Mike Costaney, left, Jenn Fantaccione, Samantha Tacon, Joe Michelini, Daniel Melius, Pat O’Brien, Nick Cucci and James Ramirez make up New Jersey’s River City Extension.
Musicians are always looking for something to set them apart from the crowd. For eight-piece band River City Extension and its guiding force, singer-songwriter Joe Michelini, that meant creating its own sub-genre: “chamber punk.”
“That term comes from ‘chamber pop,’ the music of the ’60s and ’70s that incorporated classical elements into pop,” Michelini says. “There are current bands such as The Decemberists doing music like that, but we have been told we have a ‘punkier’ live show. So we thought this term was much more inclusive.”
The octet from Toms River, N.J., touring in support of a vinyl re-release of its first album, will perform at the Vintage Theater & Cafe in Scranton on Feb. 11.

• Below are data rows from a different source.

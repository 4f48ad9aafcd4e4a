use log::info;
use rand::Rng;

use crate::models::{Body, Vector3};
use crate::utils::LayoutError;

/// Bodies decoded from a signed edge list, before a layout is built over them.
///
/// The edge list is a flat sequence of integers: `-k` makes vertex `k - 1` the
/// current source, and every positive `m` adds an edge from the current source
/// to vertex `m - 1`. The vertex count is the largest absolute value seen.
///
/// # Examples
///
/// ```
/// use rs_layout::layout::Graph;
///
/// // 1 -> 2, 1 -> 3, 3 -> 2
/// let graph = Graph::from_links(&[-1, 2, 3, -3, 2]).expect("valid links");
/// assert_eq!(graph.body_count(), 3);
/// assert_eq!(graph.edge_count(), 3);
/// assert_eq!(graph.bodies()[0].outgoing, vec![1, 2]);
/// assert_eq!(graph.bodies()[1].incoming, 2);
/// ```
#[derive(Debug, Clone)]
pub struct Graph {
    bodies: Vec<Body>,
    edge_count: usize,
}

impl Graph {
    /// Decodes `links` and gives every body its degree-derived default mass.
    ///
    /// Edges listed before the first negative marker start at vertex 0.
    ///
    /// # Errors
    ///
    /// `EmptyEdgeList` if `links` is empty, `InvalidEdgeValue` for a `0` entry.
    pub fn from_links(links: &[i32]) -> Result<Self, LayoutError> {
        if links.is_empty() {
            return Err(LayoutError::EmptyEdgeList);
        }
        if let Some(index) = links.iter().position(|&value| value == 0) {
            return Err(LayoutError::InvalidEdgeValue(index));
        }

        let count = links.iter().map(|value| value.unsigned_abs() as usize).max().unwrap_or(0);
        let mut bodies = vec![Body::default(); count];
        let mut edge_count = 0;

        let mut from = 0;
        for &value in links {
            if value < 0 {
                from = value.unsigned_abs() as usize - 1;
            } else {
                let to = value as usize - 1;
                bodies[from].outgoing.push(to);
                bodies[to].incoming += 1;
                edge_count += 1;
            }
        }

        for body in bodies.iter_mut() {
            body.mass = body.degree_mass();
        }

        info!("Loaded graph with {} bodies and {} edges", count, edge_count);
        Ok(Graph { bodies, edge_count })
    }

    pub fn body_count(&self) -> usize {
        self.bodies.len()
    }

    pub fn edge_count(&self) -> usize {
        self.edge_count
    }

    pub fn bodies(&self) -> &[Body] {
        &self.bodies
    }

    pub fn into_bodies(self) -> Vec<Body> {
        self.bodies
    }

    /// Replaces the default masses with one weight per body.
    ///
    /// # Errors
    ///
    /// `WeightCountMismatch` when the lengths differ, `InvalidMass` for a
    /// weight that is not positive. No mass is changed on error.
    pub fn apply_weights(&mut self, weights: &[i32]) -> Result<(), LayoutError> {
        if weights.len() != self.bodies.len() {
            return Err(LayoutError::WeightCountMismatch {
                expected: self.bodies.len(),
                found: weights.len(),
            });
        }
        if let Some(body) = weights.iter().position(|&w| w <= 0) {
            return Err(LayoutError::InvalidMass { body, mass: weights[body] as f64 });
        }

        for (body, &weight) in self.bodies.iter_mut().zip(weights) {
            body.mass = weight as f64;
        }
        Ok(())
    }

    /// Places every body from a flat `x, y, z` triplet array.
    ///
    /// # Errors
    ///
    /// `PositionCountMismatch` unless `positions` holds exactly three values per body.
    pub fn apply_positions(&mut self, positions: &[i32]) -> Result<(), LayoutError> {
        let expected = self.bodies.len() * 3;
        if positions.len() != expected {
            return Err(LayoutError::PositionCountMismatch { expected, found: positions.len() });
        }

        for (body, p) in self.bodies.iter_mut().zip(positions.chunks_exact(3)) {
            body.position = Vector3::new(p[0] as f64, p[1] as f64, p[2] as f64);
        }
        Ok(())
    }

    /// Scatters bodies that are still at the origin.
    ///
    /// A body at the origin is moved to a random point whose coordinates are
    /// uniform in `[0, ln(n) * 100)`. Its outgoing neighbours that are still at
    /// the origin are then dropped within half a spring length of it, so
    /// connected vertices start close together.
    pub fn init_positions<R: Rng + ?Sized>(&mut self, rng: &mut R, spring_length: f64) {
        let scale = (self.bodies.len() as f64).ln() * 100.0;

        for index in 0..self.bodies.len() {
            if self.bodies[index].position.is_zero() {
                self.bodies[index].position = Vector3::new(
                    rng.random::<f64>() * scale,
                    rng.random::<f64>() * scale,
                    rng.random::<f64>() * scale,
                );
            }

            let source = self.bodies[index].position;
            for k in 0..self.bodies[index].outgoing.len() {
                let target = self.bodies[index].outgoing[k];
                if !self.bodies[target].position.is_zero() {
                    continue;
                }
                let offset = Vector3::new(
                    rng.random::<f64>() * spring_length,
                    rng.random::<f64>() * spring_length,
                    rng.random::<f64>() * spring_length,
                ) - Vector3::splat(spring_length / 2.0);
                self.bodies[target].position = source + offset;
            }
        }
    }
}
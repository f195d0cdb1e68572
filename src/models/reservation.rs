//! Campsite reservation form
//!
//! Purely transient: nothing here is persisted. Submitting echoes the values
//! to the log and resets every field.

use crate::config::Platform;
use crate::constants::{MAX_CAMPERS, MIN_CAMPERS};
use crate::logger;
use crate::utils::FormError;
use chrono::{DateTime, Datelike, Local};

/// Values captured when the user taps "Search Availability"
#[derive(Clone, Debug, PartialEq, Eq)]
pub struct Reservation {
    pub campers: u8,
    pub hike_in: bool,
    pub date: DateTime<Local>,
}

#[derive(Clone, Debug, PartialEq, Eq)]
pub struct ReservationForm {
    campers: u8,
    hike_in: bool,
    date: DateTime<Local>,
    show_calendar: bool,
    platform: Platform,
}

impl ReservationForm {
    pub fn new(platform: Platform, now: DateTime<Local>) -> Self {
        Self {
            campers: MIN_CAMPERS,
            hike_in: false,
            date: now,
            show_calendar: false,
            platform,
        }
    }

    pub fn campers(&self) -> u8 {
        self.campers
    }

    pub fn hike_in(&self) -> bool {
        self.hike_in
    }

    pub fn date(&self) -> DateTime<Local> {
        self.date
    }

    pub fn show_calendar(&self) -> bool {
        self.show_calendar
    }

    pub fn set_campers(&mut self, campers: u8) -> Result<(), FormError> {
        if !(MIN_CAMPERS..=MAX_CAMPERS).contains(&campers) {
            return Err(FormError::CampersOutOfRange {
                value: campers,
                min: MIN_CAMPERS,
                max: MAX_CAMPERS,
            });
        }
        self.campers = campers;
        Ok(())
    }

    pub fn set_hike_in(&mut self, hike_in: bool) {
        self.hike_in = hike_in;
    }

    pub fn toggle_calendar(&mut self) {
        self.show_calendar = !self.show_calendar;
    }

    /// Date picker callback. `None` means the picker was dismissed.
    ///
    /// Android closes its modal picker after every change; iOS renders it
    /// inline, so it stays open.
    pub fn on_date_change(&mut self, selected: Option<DateTime<Local>>) {
        self.show_calendar = self.platform == Platform::Ios;
        if let Some(date) = selected {
            self.date = date;
        }
    }

    /// Button label, US style (`M/D/YYYY`).
    pub fn display_date(&self) -> String {
        format!(
            "{}/{}/{}",
            self.date.month(),
            self.date.day(),
            self.date.year()
        )
    }

    /// Capture the current values and reset the form to its initial state.
    pub fn submit(&mut self, now: DateTime<Local>) -> Reservation {
        let reservation = Reservation {
            campers: self.campers,
            hike_in: self.hike_in,
            date: self.date,
        };

        logger::log_info(&format!(
            "reservation: campers={} hike_in={} date={}",
            reservation.campers,
            reservation.hike_in,
            reservation.date.to_rfc3339()
        ));

        *self = ReservationForm::new(self.platform, now);
        reservation
    }
}

#[cfg(test)]
mod tests {
    use super::*;
    use chrono::TimeZone;

    fn at(y: i32, m: u32, d: u32) -> DateTime<Local> {
        Local.with_ymd_and_hms(y, m, d, 12, 0, 0).unwrap()
    }

    #[test]
    fn starts_with_defaults() {
        let now = at(2026, 7, 4);
        let form = ReservationForm::new(Platform::Android, now);
        assert_eq!(form.campers(), 1);
        assert!(!form.hike_in());
        assert_eq!(form.date(), now);
        assert!(!form.show_calendar());
    }

    #[test]
    fn campers_limited_to_picker_range() {
        let mut form = ReservationForm::new(Platform::Android, at(2026, 7, 4));
        assert!(form.set_campers(6).is_ok());
        assert_eq!(form.campers(), 6);
        assert!(form.set_campers(0).is_err());
        assert!(form.set_campers(7).is_err());
        assert_eq!(form.campers(), 6);
    }

    #[test]
    fn date_change_closes_picker_on_android() {
        let mut form = ReservationForm::new(Platform::Android, at(2026, 7, 4));
        form.toggle_calendar();
        assert!(form.show_calendar());

        form.on_date_change(Some(at(2026, 8, 1)));
        assert!(!form.show_calendar());
        assert_eq!(form.date(), at(2026, 8, 1));
    }

    #[test]
    fn date_change_keeps_picker_on_ios() {
        let mut form = ReservationForm::new(Platform::Ios, at(2026, 7, 4));
        form.toggle_calendar();
        form.on_date_change(Some(at(2026, 8, 1)));
        assert!(form.show_calendar());
    }

    #[test]
    fn dismissed_picker_keeps_current_date() {
        let mut form = ReservationForm::new(Platform::Android, at(2026, 7, 4));
        form.toggle_calendar();
        form.on_date_change(None);
        assert_eq!(form.date(), at(2026, 7, 4));
        assert!(!form.show_calendar());
    }

    #[test]
    fn display_date_is_us_format() {
        let form = ReservationForm::new(Platform::Android, at(2026, 3, 9));
        assert_eq!(form.display_date(), "3/9/2026");
    }

    #[test]
    fn submit_returns_values_and_resets() {
        let mut form = ReservationForm::new(Platform::Ios, at(2026, 7, 4));
        form.set_campers(4).unwrap();
        form.set_hike_in(true);
        form.toggle_calendar();
        form.on_date_change(Some(at(2026, 9, 12)));

        let later = at(2026, 7, 5);
        let reservation = form.submit(later);

        assert_eq!(
            reservation,
            Reservation {
                campers: 4,
                hike_in: true,
                date: at(2026, 9, 12),
            }
        );
        assert_eq!(form, ReservationForm::new(Platform::Ios, later));
    }
}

Formed in the fall of 2007 and often compared to The Avett Brothers (who will be at the Kirby Center on Feb. 19), the band combines elements of Americana, calypso, mariachi and a whole host of other types of music to create its distinctive hybrid. In addition to Michelini, who plays guitar and piano, the group consists of Mike Costaney (drums), Pat O’Brien (keyboards, percussion), Dan Melius (trumpet, vocals, percussion), Samantha Tacon (vocals, percussion), Nick Cucci (guitar, djembe, vocals), Jenn Fantaccione (cello, bass, trumpet) and James Ramirez (bass, banjo).
After building a loyal following on the Jersey shore, River City Extension self-released an EP in 2009 and followed up in May 2010 with its first full-length album, “The Unmistakable Man.”
The album garnered praise from “Paste” and “Alternative Press” magazines, and NPR chose one of its tracks, “Something Salty, Something Sweet” as a “Song of the Day” in September. The vinyl re-release offers a bonus track with guest vocals by Glenn Tilbrook of Squeeze.
“I think it’s a rite of passage for every musician to release your album on vinyl,” Michelini said. “And ours is just a little bit cooler because one of our heroes sings on it.”
On its current tour, the band is crisscrossing the continent, playing headlining shows (like the one in Scranton) and others as support first for The Get Up Kids and Steel Train, then for Max Bemis (from “Say Anything”), whom Michelini lists as one of his biggest influences. The tour will be capped by the group’s showcase at the South By Southwest (SXSW) festival in mid-March.
“I’m trying not to expect anything going in,” he said of the Austin, Texas, festival that has launched many a music career during the past 25 years. “Someone much wiser than me once said, ‘Expect nothing but hope for everything.’
“It’s going to happen however it is going to happen, whether I put expectations on it or not.”
For now, Michelini is looking forward to returning to Scranton (the group played here about four months ago, he said) and winning over some more fans.
“To this day, I’m still too close to the music to understand what makes it different,” he said. “For us, it is a cathartic release and a way of being creative. But if what we’re doing is helping to open other people’s minds and hearts, then that’s a good thing.”
On Feb. 12, local music fans will have something they haven’t had in a while: two shows from which to choose.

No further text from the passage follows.